Pharmacological inhibition of the triggering receptor expressed on myeloid cells‐1 limits reperfusion injury in a porcine model of myocardial infarction

Aims Limitation of ischemia/reperfusion injury is a major therapeutic target after acute myocardial infarction (AMI). Toll-like receptors are implicated in the inflammatory response that occurs during reperfusion. The triggering receptor expressed on myeloid cells (TREM)-1 acts as an amplifier of the immune response triggered by toll-like receptor engagement. We hypothesized that administration of a TREM-1 inhibitory peptide (LR12) could limit reperfusion injury in a porcine model of AMI. Methods and results AMI was induced in 15 adult minipigs by a closed-chest coronary artery occlusion-reperfusion technique. Animals were randomized to receive LR12 or vehicle before reperfusion (LR12 n = 7, vehicle n = 8), and were monitored during 18 h.

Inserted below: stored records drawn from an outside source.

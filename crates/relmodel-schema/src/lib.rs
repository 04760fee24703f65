//! Dialect query generators for relmodel.
//!
//! `relmodel-schema` provides:
//!
//! - [`QueryGenerator`]: one interface over DDL, DML and SELECT statements,
//!   implemented by [`MysqlQueryGenerator`], [`PostgresQueryGenerator`] and
//!   [`SqliteQueryGenerator`]
//! - [`generator_for_dialect`] to pick an implementation at runtime
//! - Index statements with the default `<table>_<field>...` naming
//!
//! # Example
//!
//! ```ignore
//! let generator = generator_for_dialect(Dialect::Mysql, GeneratorOptions::default());
//! let sql = generator.add_index("User", &IndexDefinition::new(["username", "isAdmin"]))?;
//! assert_eq!(sql, "CREATE INDEX `user_username_is_admin` ON `User` (`username`, `isAdmin`)");
//! ```

pub mod ddl;
pub mod generator;
pub mod index;

pub use ddl::{ColumnContext, DropTableOptions};
pub use generator::{
    MysqlQueryGenerator, PostgresQueryGenerator, QueryGenerator, SqliteQueryGenerator,
    generator_for_dialect,
};
pub use index::{IndexTarget, add_index_query, index_name, remove_index_query, show_indexes_query};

AMI altered hemodynamics and cardiac function, as illustrated by a drop of mean arterial pressure, cardiac index, cardiac power index, ejection fraction, and real-time pressure–volume loop-derived parameters. TREM-1 inhibition by LR12 significantly improved these dysfunctions (P < 0.03) and limited infarct size, as assessed by lower creatine phosphokinase and troponin I concentrations (P < 0.005). Pulmonary, renal, and hepatic impairments occurred after AMI and were attenuated by LR12 administration as assessed by a better PaO2 to FiO2 ratio, a less positive fluid balance, and lower liver enzymes levels (P < 0.05). Conclusion Inhibition of the TREM-1 pathway by a synthetic peptide limited myocardial reperfusion injury in a clinically relevant porcine model of AMI.